▸ TASK GOAL:
The required output is a number: how many lines of the data below include the string "Mutex".

▸ PROVIDED RECORDS:
//! Request metrics.
//!
//! Counters go to the `metrics` facade (exported at `/metrics` when a
//! Prometheus recorder is installed) and are mirrored in atomics so the
//! JSON stats endpoint works without one.

use std::sync::atomic::{AtomicU64, Ordering};
use std::sync::Mutex;
use std::time::Instant;

use metrics::{counter, histogram};
use serde::Serialize;

use forecast_common::Severity;

#[derive(Debug, Default)]
struct TimingStats {
    count: u64,
    total_us: u64,
    min_us: u64,
    max_us: u64,
    last_us: u64,
}

impl TimingStats {
    fn record(&mut self, duration_us: u64) {
        self.count += 1;
        self.total_us += duration_us;
        self.last_us = duration_us;
        if self.min_us == 0 || duration_us < self.min_us {
            self.min_us = duration_us;
        }
        if duration_us > self.max_us {
            self.max_us = duration_us;
        }
    }

    fn avg_ms(&self) -> f64 {
        if self.count == 0 {
            0.0
        } else {
            (self.total_us as f64 / self.count as f64) / 1000.0
        }
    }
}

/// Counters for the render endpoint.
#[derive(Debug)]
pub struct MetricsCollector {
    pub requests: AtomicU64,
    pub warnings: AtomicU64,
    pub errors: AtomicU64,
    render_times: Mutex<TimingStats>,
    start_time: Instant,
}

/// Point-in-time view of [`MetricsCollector`].
#[derive(Debug, Clone, Serialize)]
pub struct MetricsSnapshot {
    pub uptime_secs: u64,
    pub requests: u64,
    pub warnings: u64,
    pub errors: u64,
    pub renders: u64,
    pub render_avg_ms: f64,
    pub render_last_ms: f64,
    pub render_min_ms: f64,
    pub render_max_ms: f64,
}

impl Default for MetricsCollector {
    fn default() -> Self {
        Self::new()
    }
}

impl MetricsCollector {
    pub fn new() -> Self {
        Self {
            requests: AtomicU64::new(0),
            warnings: AtomicU64::new(0),
            errors: AtomicU64::new(0),
            render_times: Mutex::new(TimingStats::default()),
            start_time: Instant::now(),
        }
    }

    pub fn record_request(&self, parameter: &str) {
        self.requests.fetch_add(1, Ordering::Relaxed);
        counter!("forecast_requests_total", "parameter" => parameter.to_string()).increment(1);
    }

    pub fn record_failure(&self, severity: Severity) {
        match severity {
            Severity::Warning => self.warnings.fetch_add(1, Ordering::Relaxed),
            Severity::Error => self.errors.fetch_add(1, Ordering::Relaxed),
        };
        counter!("forecast_request_errors_total", "severity" => severity.as_str()).increment(1);
    }

    pub fn record_render(&self, duration_us: u64) {
        histogram!("render_duration_ms").record(duration_us as f64 / 1000.0);
        if let Ok(mut times) = self.render_times.lock() {
            times.record(duration_us);
        }
    }

    pub fn snapshot(&self) -> MetricsSnapshot {
        let (renders, avg, last, min, max) = match self.render_times.lock() {
            Ok(t) => (
                t.count,
                t.avg_ms(),
                t.last_us as f64 / 1000.0,
                t.min_us as f64 / 1000.0,
                t.max_us as f64 / 1000.0,
            ),
            Err(_) => (0, 0.0, 0.0, 0.0, 0.0),
        };
        MetricsSnapshot {
            uptime_secs: self.start_time.elapsed().as_secs(),
            requests: self.requests.load(Ordering::Relaxed),
            warnings: self.warnings.load(Ordering::Relaxed),
            errors: self.errors.load(Ordering::Relaxed),
            renders,
            render_avg_ms: avg,
            render_last_ms: last,
            render_min_ms: min,
            render_max_ms: max,
        }
    }
}

#[cfg(test)]
mod tests {
    use super::*;

    #[test]
    fn test_snapshot_counts() {
        let metrics = MetricsCollector::new();
        metrics.record_request("tmp2m");
        metrics.record_request("tmp2m");
        metrics.record_failure(Severity::Warning);
        metrics.record_render(2_000);
        metrics.record_render(4_000);

        let snap = metrics.snapshot();
        assert_eq!(snap.requests, 2);
        assert_eq!(snap.warnings, 1);
        assert_eq!(snap.errors, 0);
        assert_eq!(snap.renders, 2);
        assert_eq!(snap.render_avg_ms, 3.0);
        assert_eq!(snap.render_min_ms, 2.0);
        assert_eq!(snap.render_max_ms, 4.0);
    }
}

▸ WRITTEN REPLY:
3